Fattening Pigs without Soya

Schweine ohne Soja
Piglets are fattened either with or without soya.

If Switzerland were to focus exclusively on fattening pigs that can get by on less protein, the country could save an amount of crude protein equivalent to the amount of soya imported to feed pigs. 

Every year, around 75,000 tonnes of soya as a protein source, most of it produced abroad, winds up in the feed troughs of Swiss pigs. These soya imports are controversial owing to their long transport routes from South America, and the clearing of old-growth forest for farmland. 

Whilst examining the feed standards for pigs, Agroscope researchers made a surprising discovery: there are pigs that deliver the same performance on less protein. Around thirty per cent of the animals show entirely normal growth with an underprovision of protein. What’s more, they excrete less nitrogen, thereby reducing environmental pollution. 

Adapting pig type to feed
With targeted breeding of the more efficient pigs, a significant percentage of soya imports could be spared. Agroscope researcher Peter Stoll is even convinced that it would allow Switzerland to dispense completely with soybean imports for fattening pigs. This would lead to a reduction in the cost of feed, and to domestic or alternative protein sources having a better chance. In concrete terms, it would bring about an annual savings of CHF 18 million and lower excretion levels of 5300 tonnes of nitrogen in Swiss pig production. As Peter Stoll explains: “All in all, a rethink of pig breeding – namely, adapting genotype to feed – would substantially increase the sustainability of pig production over the longer term.” 

Less protein, no losses
And what about animal health and meat quality? “The pigs in our research project that showed normal growth when undersupplied with protein were even better off, since underprovision meant that they received a needs-based feeding for their type” says Peter Stoll. As regards meat quality, Agroscope is currently conducting a further project. Peter Stoll sums up the situation thus: “The overarching objective of pig breeding must be the selection of animals that forfeit nothing in terms of health, daily weight gain, meat quality or fertility when fed less protein.” 

Bringing the industry on board
These findings are especially valuable for pigs fed an organic diet, since they excrete more nitrogen than those on conventional fattening farms. This is because organic pig producers dispense with synthetic amino acids in the feed, which raises the amount of nitrogen in the pigs’ excreta.
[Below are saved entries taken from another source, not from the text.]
use core::ops::DerefMut;

use image::{ColorType, DynamicImage, GrayAlphaImage, GrayImage, RgbImage, RgbaImage};

use crate::images::Image;
use crate::{
    ImageBufferError, ImageCrateError, ImageView, ImageViewMut, IntoImageView, IntoImageViewMut,
    PixelType,
};

fn try_pixel_type(image: &DynamicImage) -> Option<PixelType> {
    match image {
        DynamicImage::ImageLuma8(_) => Some(PixelType::U8),
        DynamicImage::ImageLumaA8(_) => Some(PixelType::U8x2),
        DynamicImage::ImageRgb8(_) => Some(PixelType::U8x3),
        DynamicImage::ImageRgba8(_) => Some(PixelType::U8x4),
        _ => None,
    }
}

impl IntoImageView for DynamicImage {
    fn pixel_type(&self) -> Option<PixelType> {
        try_pixel_type(self)
    }

    fn width(&self) -> u32 {
        self.width()
    }

    fn height(&self) -> u32 {
        self.height()
    }

    fn image_view(&self) -> Option<ImageView<'_>> {
        let pixel_type = try_pixel_type(self)?;
        ImageView::from_buffer(self.width(), self.height(), self.as_bytes(), pixel_type).ok()
    }
}

impl IntoImageViewMut for DynamicImage {
    fn image_view_mut(&mut self) -> Option<ImageViewMut<'_>> {
        let pixel_type = try_pixel_type(self)?;
        let (width, height) = (self.width(), self.height());
        ImageViewMut::from_buffer(width, height, image_as_bytes_mut(self), pixel_type).ok()
    }
}

fn image_as_bytes_mut(image: &mut DynamicImage) -> &mut [u8] {
    match image {
        DynamicImage::ImageLuma8(img) => (*img).deref_mut(),
        DynamicImage::ImageLumaA8(img) => (*img).deref_mut(),
        DynamicImage::ImageRgb8(img) => (*img).deref_mut(),
        DynamicImage::ImageRgba8(img) => (*img).deref_mut(),
        _ => &mut [],
    }
}

// Implementations for 8-bit versions of ImageBuffer

macro_rules! impl_for_img_buffer {
    ($img_type:tt, $pixel_type:expr) => {
        impl IntoImageView for $img_type {
            fn pixel_type(&self) -> Option<PixelType> {
                Some($pixel_type)
            }

            fn width(&self) -> u32 {
                self.width()
            }

            fn height(&self) -> u32 {
                self.height()
            }

            fn image_view(&self) -> Option<ImageView<'_>> {
                ImageView::from_buffer(self.width(), self.height(), self.as_raw(), $pixel_type)
                    .ok()
            }
        }

        impl IntoImageViewMut for $img_type {
            fn image_view_mut(&mut self) -> Option<ImageViewMut<'_>> {
                let (width, height) = (self.width(), self.height());
                ImageViewMut::from_buffer(width, height, (*self).deref_mut(), $pixel_type).ok()
            }
        }
    };
}

impl_for_img_buffer!(GrayImage, PixelType::U8);
impl_for_img_buffer!(GrayAlphaImage, PixelType::U8x2);
impl_for_img_buffer!(RgbImage, PixelType::U8x3);
impl_for_img_buffer!(RgbaImage, PixelType::U8x4);

impl Image<'static> {
    /// Create an image from [DynamicImage].
    ///
    /// The count of channels of the source image is kept.
    /// Components with more than 8 bits are reduced to 8 bits.
    pub fn from_dynamic_image(image: &DynamicImage) -> Result<Self, ImageCrateError> {
        let (width, height) = (image.width(), image.height());
        let (buffer, pixel_type) = match image.color().channel_count() {
            1 => (image.to_luma8().into_raw(), PixelType::U8),
            2 => (image.to_luma_alpha8().into_raw(), PixelType::U8x2),
            3 => (image.to_rgb8().into_raw(), PixelType::U8x3),
            4 => (image.to_rgba8().into_raw(), PixelType::U8x4),
            _ => return Err(ImageCrateError::UnsupportedColorType(image.color())),
        };
        Ok(Self::from_vec_u8(width, height, buffer, pixel_type)?)
    }
}

impl TryFrom<DynamicImage> for Image<'static> {
    type Error = ImageCrateError;

    fn try_from(image: DynamicImage) -> Result<Self, Self::Error> {
        let (width, height) = (image.width(), image.height());
        let (buffer, pixel_type) = match image {
            DynamicImage::ImageLuma8(img) => (img.into_raw(), PixelType::U8),
            DynamicImage::ImageLumaA8(img) => (img.into_raw(), PixelType::U8x2),
            DynamicImage::ImageRgb8(img) => (img.into_raw(), PixelType::U8x3),
            DynamicImage::ImageRgba8(img) => (img.into_raw(), PixelType::U8x4),
            image => return Self::from_dynamic_image(&image),
        };
        Ok(Self::from_vec_u8(width, height, buffer, pixel_type)?)
    }
}

impl<'a> Image<'a> {
    /// Color type of the image in terms of the `image` crate.
    pub fn color_type(&self) -> ColorType {
        color_type(self.pixel_type())
    }

    /// Converts the image into [DynamicImage].
    ///
    /// Returns an error if the `image` crate rejects the buffer.
    pub fn into_dynamic_image(self) -> Result<DynamicImage, ImageBufferError> {
        let (width, height, pixel_type) = (self.width(), self.height(), self.pixel_type());
        let buffer = self.into_vec();
        let image = match pixel_type {
            PixelType::U8 => GrayImage::from_raw(width, height, buffer).map(DynamicImage::from),
            PixelType::U8x2 => {
                GrayAlphaImage::from_raw(width, height, buffer).map(DynamicImage::from)
            }
            PixelType::U8x3 => RgbImage::from_raw(width, height, buffer).map(DynamicImage::from),
            PixelType::U8x4 => RgbaImage::from_raw(width, height, buffer).map(DynamicImage::from),
        };
        image.ok_or(ImageBufferError::InvalidBufferSize)
    }
}

fn color_type(pixel_type: PixelType) -> ColorType {
    match pixel_type {
        PixelType::U8 => ColorType::L8,
        PixelType::U8x2 => ColorType::La8,
        PixelType::U8x3 => ColorType::Rgb8,
        PixelType::U8x4 => ColorType::Rgba8,
    }
}
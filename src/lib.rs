#![doc = include_str!("../README.md")]
//!
//! ## Feature flags
#![doc = document_features::document_features!()]

pub use convolver::{ConvolveOptions, Convolver};
pub use errors::*;
pub use image_view::{ImageView, ImageViewMut, IntoImageView, IntoImageViewMut};
pub use images::{Image, ImageRef};
pub use kernels::{Kernel, KernelType};
pub use partition::{split_rows, RowRange, WorkerCount};
pub use pixels::PixelType;
pub use threading::Threading;

mod convolution;
mod convolver;
mod errors;
mod image_view;
pub mod images;
pub mod kernels;
mod partition;
pub mod pixels;
#[cfg(feature = "for_testing")]
pub mod testing;
mod threading;
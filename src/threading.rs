use std::sync::Mutex;
use std::thread;

use log::{debug, warn};

use crate::image_view::RowsBandMut;

/// Defines how bands of rows are distributed between threads.
#[derive(Debug, Clone, Copy, PartialEq, Eq, Default)]
#[non_exhaustive]
pub enum Threading {
    /// All bands are processed one by one in the calling thread.
    None,
    /// Every band is processed in a separate scoped thread.
    /// If a thread can't be spawned, its band is processed
    /// in the calling thread.
    #[default]
    Scoped,
    /// Bands are processed by the current `rayon` thread pool.
    #[cfg(feature = "rayon")]
    Rayon,
}

/// Applies `process_band` to every band and returns after all bands
/// have been processed.
pub(crate) fn process_bands<F>(threading: Threading, bands: Vec<RowsBandMut<'_>>, process_band: F)
where
    F: Fn(&mut RowsBandMut) + Sync,
{
    // Empty bands appear if there are more workers than rows.
    let mut bands: Vec<RowsBandMut> = bands
        .into_iter()
        .filter(|band| !band.range.is_empty())
        .collect();
    if bands.len() < 2 {
        bands.iter_mut().for_each(process_band);
        return;
    }
    match threading {
        Threading::None => {
            debug!("Process {} bands in the calling thread", bands.len());
            bands.iter_mut().for_each(process_band);
        }
        Threading::Scoped => {
            debug!("Process {} bands in scoped threads", bands.len());
            process_in_scoped_threads(bands, &process_band, thread::Builder::new);
        }
        #[cfg(feature = "rayon")]
        Threading::Rayon => {
            debug!("Process {} bands in rayon thread pool", bands.len());
            process_in_rayon_pool(bands, &process_band);
        }
    }
}

fn process_in_scoped_threads<F, B>(bands: Vec<RowsBandMut<'_>>, process_band: &F, new_builder: B)
where
    F: Fn(&mut RowsBandMut) + Sync,
    B: Fn() -> thread::Builder,
{
    // A band is moved into a thread only after the thread has started,
    // so the band is still available if spawning fails.
    let slots: Vec<Mutex<Option<RowsBandMut>>> =
        bands.into_iter().map(|band| Mutex::new(Some(band))).collect();

    thread::scope(|scope| {
        for (i, slot) in slots.iter().enumerate() {
            let spawn_result = new_builder()
                .name(format!("convolve-{i}"))
                .spawn_scoped(scope, move || process_slot(slot, process_band));
            if let Err(err) = spawn_result {
                warn!(
                    "Failed to spawn thread for band {i}, process it in the calling thread: {err}"
                );
                process_slot(slot, process_band);
            }
        }
    });
}

fn process_slot<F>(slot: &Mutex<Option<RowsBandMut>>, process_band: &F)
where
    F: Fn(&mut RowsBandMut) + Sync,
{
    let band = match slot.lock() {
        Ok(mut guard) => guard.take(),
        Err(poisoned) => poisoned.into_inner().take(),
    };
    if let Some(mut band) = band {
        process_band(&mut band);
    }
}

cfg_if::cfg_if! {
    if #[cfg(feature = "rayon")] {
        use rayon::prelude::*;

        fn process_in_rayon_pool<F>(bands: Vec<RowsBandMut<'_>>, process_band: &F)
        where
            F: Fn(&mut RowsBandMut) + Sync,
        {
            bands
                .into_par_iter()
                .for_each(|mut band| process_band(&mut band));
        }
    }
}

#[cfg(test)]
mod tests {
    use super::*;
    use crate::partition::{split_rows, RowRange};

    fn make_bands<'a>(buffer: &'a mut [u8], ranges: &[RowRange]) -> Vec<RowsBandMut<'a>> {
        let mut rest = buffer;
        let mut bands = Vec::new();
        for &range in ranges {
            let (band, tail) = std::mem::take(&mut rest).split_at_mut(range.len() as usize);
            rest = tail;
            bands.push(RowsBandMut {
                range,
                row_size: 1,
                buffer: band,
            });
        }
        bands
    }

    fn fill_row_indexes(band: &mut RowsBandMut) {
        for (y, row) in band.iter_rows_mut() {
            row.fill(y as u8 + 1);
        }
    }

    fn expected(height: u32) -> Vec<u8> {
        (1..=height as u8).collect()
    }

    #[test]
    fn all_rows_are_processed() {
        let mut variants = vec![Threading::None, Threading::Scoped];
        #[cfg(feature = "rayon")]
        variants.push(Threading::Rayon);

        for threading in variants {
            for parts in [1, 2, 3, 4, 8, 20] {
                let mut buffer = vec![0u8; 13];
                let bands = make_bands(&mut buffer, &split_rows(13, parts));
                process_bands(threading, bands, fill_row_indexes);
                assert_eq!(buffer, expected(13), "{threading:?}, {parts} parts");
            }
        }
    }

    #[cfg(all(target_os = "linux", target_env = "gnu"))]
    #[test]
    fn rows_are_processed_if_threads_can_not_be_spawned() {
        let mut buffer = vec![0u8; 10];
        let bands = make_bands(&mut buffer, &split_rows(10, 4));
        // Stack of this size can't be mapped into the address space.
        let new_builder = || thread::Builder::new().stack_size(usize::MAX / 2);
        process_in_scoped_threads(bands, &fill_row_indexes, new_builder);
        assert_eq!(buffer, expected(10));
    }
}
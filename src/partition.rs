use std::num::NonZeroUsize;
use std::thread;

/// Half-open range of image rows `[start, end)`.
#[derive(Debug, Clone, Copy, PartialEq, Eq, Default)]
pub struct RowRange {
    pub start: u32,
    pub end: u32,
}

impl RowRange {
    #[inline]
    pub fn new(start: u32, end: u32) -> Self {
        debug_assert!(start <= end);
        Self { start, end }
    }

    /// Count of rows in the range.
    #[inline]
    pub fn len(&self) -> u32 {
        self.end - self.start
    }

    #[inline]
    pub fn is_empty(&self) -> bool {
        self.start == self.end
    }
}

/// Splits rows `[0, height)` into `parts` contiguous ranges.
///
/// Sizes of ranges differ by at most one row: the remainder of
/// `height / parts` is distributed over the first ranges.
/// If `parts > height`, the trailing ranges are empty.
/// Zero `parts` is treated as one.
pub fn split_rows(height: u32, parts: usize) -> Vec<RowRange> {
    let parts = parts.max(1);
    let rows_per_part = height as usize / parts;
    let extra = height as usize % parts;
    let mut ranges = Vec::with_capacity(parts);
    let mut current_row = 0;
    for i in 0..parts {
        let size = rows_per_part + usize::from(i < extra);
        let end = current_row + size as u32;
        ranges.push(RowRange::new(current_row, end));
        current_row = end;
    }
    ranges
}

/// Policy that defines how many row ranges an image is split on.
#[derive(Debug, Clone, Copy, PartialEq, Eq)]
pub enum WorkerCount {
    /// Fixed count of workers.
    Fixed(NonZeroUsize),
    /// One worker for each unit returned by
    /// [std::thread::available_parallelism] (one if it is unknown).
    Available,
}

impl WorkerCount {
    /// Default count of workers used by [WorkerCount::default].
    pub const DEFAULT_FIXED: NonZeroUsize = match NonZeroUsize::new(4) {
        Some(v) => v,
        None => unreachable!(),
    };

    /// Creates fixed policy. Zero is treated as one worker.
    pub fn fixed(count: usize) -> Self {
        Self::Fixed(NonZeroUsize::new(count).unwrap_or(NonZeroUsize::MIN))
    }

    /// Returns count of workers for the policy.
    pub fn count(&self) -> usize {
        match self {
            Self::Fixed(count) => count.get(),
            Self::Available => thread::available_parallelism()
                .map(NonZeroUsize::get)
                .unwrap_or(1),
        }
    }
}

impl Default for WorkerCount {
    fn default() -> Self {
        Self::Fixed(Self::DEFAULT_FIXED)
    }
}
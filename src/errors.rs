use thiserror::Error;

#[derive(Error, Debug, Clone, Copy, PartialEq, Eq)]
pub enum ImageBufferError {
    #[error("Width and height of image must be greater than zero")]
    ZeroDimension,
    #[error("Size of buffer don't match to image dimensions")]
    InvalidBufferSize,
    #[error("Failed to allocate buffer for image pixels")]
    AllocationFailed,
}

#[derive(Error, Debug, Clone, Copy, PartialEq, Eq)]
pub enum ConvolutionError {
    #[error(
        "The dimensions of the source image are not equal to the dimensions of the destination image"
    )]
    DifferentDimensions,
    #[error("Type of pixels of the source image is not equal to pixel type of the destination image")]
    DifferentPixelTypes,
    #[error("Source image has unsupported type of pixels")]
    UnsupportedPixelType,
}

#[derive(Error, Debug, Clone, Copy, PartialEq, Eq)]
pub enum ConvolveToNewError {
    #[error(transparent)]
    Buffer(#[from] ImageBufferError),
    #[error(transparent)]
    Convolution(#[from] ConvolutionError),
}

#[cfg(feature = "image")]
#[derive(Error, Debug, Clone, PartialEq, Eq)]
pub enum ImageCrateError {
    #[error("Unsupported color type of image: {0:?}")]
    UnsupportedColorType(image::ColorType),
    #[error(transparent)]
    Buffer(#[from] ImageBufferError),
}
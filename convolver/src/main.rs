use std::path::{Path, PathBuf};
use std::time::Instant;

use anyhow::{Context, Result};
use clap::Parser;
use fast_image_convolve::{ConvolveOptions, Convolver, Image, KernelType};
use image::{ImageFormat, ImageReader};
use log::debug;

mod structs;

#[derive(Parser)]
#[clap(author = "Kirill K.")]
#[clap(version, about, long_about = None)]
struct Cli {
    /// Path to source image file
    #[clap(value_parser)]
    source_path: PathBuf,

    /// Name of kernel: edge, sharpen, blur, gauss, emboss or identity.
    /// Any other name selects identity.
    #[clap(value_parser)]
    kernel: String,

    /// Path to result image file. The result is always saved as PNG.
    #[clap(short, long, value_parser, default_value = "output.png")]
    output: PathBuf,

    /// Count of workers (row ranges), or "auto" to use one worker per CPU
    #[clap(short, long, value_parser, default_value = "4")]
    workers: structs::Workers,

    /// The way how workers are executed
    #[clap(short, long, value_enum, default_value_t = structs::Threading::Scoped)]
    threading: structs::Threading,

    #[clap(flatten)]
    verbose: clap_verbosity_flag::Verbosity,
}

fn main() -> Result<()> {
    let cli: Cli = Cli::parse();
    env_logger::Builder::new()
        .filter_level(cli.verbose.log_level_filter())
        .init();
    convolve(&cli)
}

fn convolve(cli: &Cli) -> Result<()> {
    let kernel_type = KernelType::from_name(&cli.kernel);
    debug!("Use {:?} kernel for name {:?}", kernel_type, cli.kernel);

    let src_image = open_source_image(&cli.source_path)?;
    let mut dst_image = Image::try_new(
        src_image.width(),
        src_image.height(),
        src_image.pixel_type(),
    )
    .with_context(|| "Failed to allocate the destination image")?;

    let options = ConvolveOptions::new()
        .workers(cli.workers.0)
        .threading(cli.threading.into());
    debug!(
        "Convolve the source image {}x{} with {:?}",
        src_image.width(),
        src_image.height(),
        options
    );

    let start = Instant::now();
    Convolver::new()
        .convolve(&src_image, &mut dst_image, kernel_type.kernel(), &options)
        .with_context(|| "Failed to convolve image")?;
    let elapsed = start.elapsed();
    println!("Processing time: {:.4} seconds", elapsed.as_secs_f64());

    drop(src_image);
    save_result(&cli.output, &dst_image)
}

fn open_source_image(source_path: &Path) -> Result<Image<'static>> {
    debug!("Opening the source image {:?}", source_path);
    let image = ImageReader::open(source_path)
        .and_then(|reader| reader.with_guessed_format())
        .with_context(|| format!("Error loading file {:?}", source_path))?
        .decode()
        .with_context(|| format!("Error loading file {:?}", source_path))?;
    Image::try_from(image)
        .with_context(|| format!("Unsupported pixels of image {:?}", source_path))
}

fn save_result(result_path: &Path, image: &Image) -> Result<()> {
    debug!("Save the result image into the file {:?}", result_path);
    image::save_buffer_with_format(
        result_path,
        image.buffer(),
        image.width(),
        image.height(),
        image.color_type(),
        ImageFormat::Png,
    )
    .with_context(|| format!("Failed to save the result image into {:?}", result_path))?;
    Ok(())
}
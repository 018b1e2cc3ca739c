//! Contains types of pixels supported by the crate.
//!
//! Every component of a pixel is stored as one byte, components of
//! a pixel are interleaved: `RGBRGBRGB...`.

#[derive(Debug, Clone, Copy, PartialEq, Eq, Hash)]
#[non_exhaustive]
pub enum PixelType {
    /// One component (luma)
    U8,
    /// Two components (luma + alpha)
    U8x2,
    /// Three components (RGB)
    U8x3,
    /// Four components (RGBA)
    U8x4,
}

impl PixelType {
    /// Count of components (channels) in one pixel.
    #[inline]
    pub const fn count_of_components(&self) -> usize {
        match self {
            Self::U8 => 1,
            Self::U8x2 => 2,
            Self::U8x3 => 3,
            Self::U8x4 => 4,
        }
    }

    /// Size of one pixel in bytes.
    #[inline]
    pub const fn size(&self) -> usize {
        // All components are one byte wide.
        self.count_of_components()
    }

    /// Returns pixel type with given count of components
    /// or `None` if the count is not supported.
    pub const fn from_count_of_components(count: usize) -> Option<Self> {
        match count {
            1 => Some(Self::U8),
            2 => Some(Self::U8x2),
            3 => Some(Self::U8x3),
            4 => Some(Self::U8x4),
            _ => None,
        }
    }
}

#[cfg(test)]
mod tests {
    use super::*;

    #[test]
    fn components_count_round_trip() {
        for pixel_type in [
            PixelType::U8,
            PixelType::U8x2,
            PixelType::U8x3,
            PixelType::U8x4,
        ] {
            let count = pixel_type.count_of_components();
            assert_eq!(PixelType::from_count_of_components(count), Some(pixel_type));
        }
        assert_eq!(PixelType::from_count_of_components(0), None);
        assert_eq!(PixelType::from_count_of_components(5), None);
    }
}
//! Contains containers of image data.
use std::fmt::Debug;

pub use self::image::*;

mod image;

#[cfg(feature = "image")]
mod image_crate;

#[derive(Debug)]
enum BufferContainer<'a, T: Copy + Debug> {
    Borrowed(&'a mut [T]),
    Owned(Vec<T>),
}

impl<'a, T: Copy + Debug> BufferContainer<'a, T> {
    fn as_vec(&self) -> Vec<T> {
        match self {
            Self::Borrowed(slice) => slice.to_vec(),
            Self::Owned(vec) => vec.clone(),
        }
    }

    pub fn borrow(&self) -> &[T] {
        match self {
            Self::Borrowed(p_ref) => p_ref,
            Self::Owned(vec) => vec,
        }
    }

    pub fn borrow_mut(&mut self) -> &mut [T] {
        match self {
            Self::Borrowed(p_ref) => p_ref,
            Self::Owned(vec) => vec,
        }
    }

    fn into_vec(self) -> Vec<T> {
        match self {
            Self::Borrowed(slice) => slice.to_vec(),
            Self::Owned(vec) => vec,
        }
    }
}
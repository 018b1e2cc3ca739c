use crate::image_view::{check_buffer, required_buffer_size};
use crate::images::BufferContainer;
use crate::{
    ImageBufferError, ImageView, ImageViewMut, IntoImageView, IntoImageViewMut, PixelType,
};

/// Simple reference to image data that provides [IntoImageView].
#[derive(Debug, Copy, Clone)]
pub struct ImageRef<'a> {
    width: u32,
    height: u32,
    buffer: &'a [u8],
    pixel_type: PixelType,
}

impl<'a> ImageRef<'a> {
    /// Create an image from slice with pixels-data.
    pub fn new(
        width: u32,
        height: u32,
        buffer: &'a [u8],
        pixel_type: PixelType,
    ) -> Result<Self, ImageBufferError> {
        check_buffer(width, height, buffer.len(), pixel_type)?;
        Ok(Self {
            width,
            height,
            buffer,
            pixel_type,
        })
    }

    #[inline]
    pub fn pixel_type(&self) -> PixelType {
        self.pixel_type
    }

    #[inline]
    pub fn width(&self) -> u32 {
        self.width
    }

    #[inline]
    pub fn height(&self) -> u32 {
        self.height
    }

    /// Buffer with image pixels data.
    #[inline]
    pub fn buffer(&self) -> &[u8] {
        self.buffer
    }

    #[inline]
    pub fn into_vec(self) -> Vec<u8> {
        self.buffer.into()
    }
}

impl<'a> IntoImageView for ImageRef<'a> {
    fn pixel_type(&self) -> Option<PixelType> {
        Some(self.pixel_type)
    }

    fn width(&self) -> u32 {
        self.width
    }

    fn height(&self) -> u32 {
        self.height
    }

    fn image_view(&self) -> Option<ImageView<'_>> {
        ImageView::from_buffer(self.width, self.height, self.buffer, self.pixel_type).ok()
    }
}

/// Simple dynamic container of image data that provides [IntoImageView] and [IntoImageViewMut].
#[derive(Debug)]
pub struct Image<'a> {
    width: u32,
    height: u32,
    buffer: BufferContainer<'a, u8>,
    pixel_type: PixelType,
}

impl Image<'static> {
    /// Create an image with given dimensions and pixel type.
    /// All components of pixels are set to zero.
    ///
    /// # Panics
    ///
    /// If `width` or `height` is zero or the buffer can't be allocated.
    /// Use [Image::try_new] to get an error instead.
    pub fn new(width: u32, height: u32, pixel_type: PixelType) -> Self {
        match Self::try_new(width, height, pixel_type) {
            Ok(image) => image,
            Err(err) => panic!("Failed to create image {width}x{height}: {err}"),
        }
    }

    /// Create an image with given dimensions and pixel type.
    ///
    /// Unlike [Image::new] it doesn't abort the process if
    /// the buffer can't be allocated.
    pub fn try_new(
        width: u32,
        height: u32,
        pixel_type: PixelType,
    ) -> Result<Self, ImageBufferError> {
        if width == 0 || height == 0 {
            return Err(ImageBufferError::ZeroDimension);
        }
        let size = required_buffer_size(width, height, pixel_type)
            .ok_or(ImageBufferError::InvalidBufferSize)?;
        let mut buffer: Vec<u8> = Vec::new();
        buffer
            .try_reserve_exact(size)
            .map_err(|_| ImageBufferError::AllocationFailed)?;
        buffer.resize(size, 0);
        Ok(Self {
            width,
            height,
            buffer: BufferContainer::Owned(buffer),
            pixel_type,
        })
    }

    /// Create an image from vector with pixels data.
    pub fn from_vec_u8(
        width: u32,
        height: u32,
        buffer: Vec<u8>,
        pixel_type: PixelType,
    ) -> Result<Self, ImageBufferError> {
        check_buffer(width, height, buffer.len(), pixel_type)?;
        Ok(Self {
            width,
            height,
            buffer: BufferContainer::Owned(buffer),
            pixel_type,
        })
    }
}

impl<'a> Image<'a> {
    /// Create an image from slice with pixels data.
    pub fn from_slice_u8(
        width: u32,
        height: u32,
        buffer: &'a mut [u8],
        pixel_type: PixelType,
    ) -> Result<Self, ImageBufferError> {
        check_buffer(width, height, buffer.len(), pixel_type)?;
        Ok(Self {
            width,
            height,
            buffer: BufferContainer::Borrowed(buffer),
            pixel_type,
        })
    }

    #[inline]
    pub fn pixel_type(&self) -> PixelType {
        self.pixel_type
    }

    #[inline]
    pub fn width(&self) -> u32 {
        self.width
    }

    #[inline]
    pub fn height(&self) -> u32 {
        self.height
    }

    /// Buffer with image pixels data.
    #[inline]
    pub fn buffer(&self) -> &[u8] {
        self.buffer.borrow()
    }

    /// Mutable buffer with image pixels data.
    #[inline]
    pub fn buffer_mut(&mut self) -> &mut [u8] {
        self.buffer.borrow_mut()
    }

    #[inline]
    pub fn into_vec(self) -> Vec<u8> {
        self.buffer.into_vec()
    }

    /// Creates a copy of the image.
    pub fn copy(&self) -> Image<'static> {
        Image {
            width: self.width,
            height: self.height,
            buffer: BufferContainer::Owned(self.buffer.as_vec()),
            pixel_type: self.pixel_type,
        }
    }
}

impl<'a> IntoImageView for Image<'a> {
    fn pixel_type(&self) -> Option<PixelType> {
        Some(self.pixel_type)
    }

    fn width(&self) -> u32 {
        self.width
    }

    fn height(&self) -> u32 {
        self.height
    }

    fn image_view(&self) -> Option<ImageView<'_>> {
        ImageView::from_buffer(self.width, self.height, self.buffer(), self.pixel_type).ok()
    }
}

impl<'a> IntoImageViewMut for Image<'a> {
    fn image_view_mut(&mut self) -> Option<ImageViewMut<'_>> {
        let (width, height, pixel_type) = (self.width, self.height, self.pixel_type);
        ImageViewMut::from_buffer(width, height, self.buffer_mut(), pixel_type).ok()
    }
}
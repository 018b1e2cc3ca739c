//! Per-pixel part of convolution.
//!
//! Every component of a destination pixel is a weighted sum of 3x3
//! neighbourhood of the same component of the source image.
//! Coordinates of neighbours outside the image are clamped to the nearest
//! edge (edge replication).
use crate::image_view::RowsBandMut;
use crate::{ImageView, Kernel};

/// Convolves rows of the source image that correspond to the given band
/// of the destination image.
pub(crate) fn convolve_rows(src_view: &ImageView, dst_band: &mut RowsBandMut, kernel: &Kernel) {
    let width = src_view.width() as usize;
    let last_row = src_view.height() - 1;
    let components = src_view.pixel_type().count_of_components();
    let weights = kernel.weights();

    for (y, dst_row) in dst_band.iter_rows_mut() {
        let src_rows = [
            src_view.row(y.saturating_sub(1)),
            src_view.row(y),
            src_view.row((y + 1).min(last_row)),
        ];
        for (x, dst_pixel) in dst_row.chunks_exact_mut(components).enumerate() {
            let offsets = [
                x.saturating_sub(1) * components,
                x * components,
                (x + 1).min(width - 1) * components,
            ];
            for (c, dst_component) in dst_pixel.iter_mut().enumerate() {
                *dst_component = weighted_sum(&src_rows, &offsets, c, weights);
            }
        }
    }
}

/// Computes value of one component of a pixel.
///
/// Taps are accumulated in row-major order of the kernel.
#[inline(always)]
fn weighted_sum(
    src_rows: &[&[u8]; 3],
    offsets: &[usize; 3],
    component: usize,
    weights: &[[f64; 3]; 3],
) -> u8 {
    let mut sum = 0f64;
    for (row, row_weights) in src_rows.iter().zip(weights) {
        for (&offset, &weight) in offsets.iter().zip(row_weights) {
            sum += weight * row[offset + component] as f64;
        }
    }
    clip_u8(sum)
}

/// Clamps value into `[0, 255]` and truncates it toward zero.
#[inline(always)]
fn clip_u8(v: f64) -> u8 {
    v.clamp(0., 255.) as u8
}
Thanks to the support of the Federal Office for Agriculture (FOAG), a joint research project with the Research Institute of Organic Agriculture (FIBL), the School of Agricultural, Forest and Food Sciences (HAFL) and the Service Centre for Pig Production (SUISAG) is currently being developed.

The aim of this project is to determine the rations that enable fattening pigs to be fed a diet of 100% organic feedstuffs, allow ecological factors to be taken into account, and yield a meat quality that fulfils the expectations of consumers. 

Raising a more efficient pig
This project also includes a module in which SUISAG tests whether the feedstuffs – low-nitrogen or conventional – have an influence on which pigs are selected for further breeding. Is it always the same genotypes, or are there different ones?

For Agroscope and its research partners, practical cooperation with SUISAG is extremely valuable, since the organisation’s access to animals from throughout Switzerland contributes to the creation of a wide gene pool. These are ideal conditions for large-scale trials for determining how to achieve more-efficient breeding lines of fattening pigs. One day, producers will be able to rely on fattening pigs that get by on less protein, and will therefore be able to reduce soya imports.

Schweine ohne Soja
Some piglets achieve similar meat yields to conventionally fed animals, even without soya in their diet.
Schweine ohne Soja
For Peter Stoll, everything revolves around the question of which of his fattening pigs can thrive without soya.
Schweine ohne Soja
With or without soya?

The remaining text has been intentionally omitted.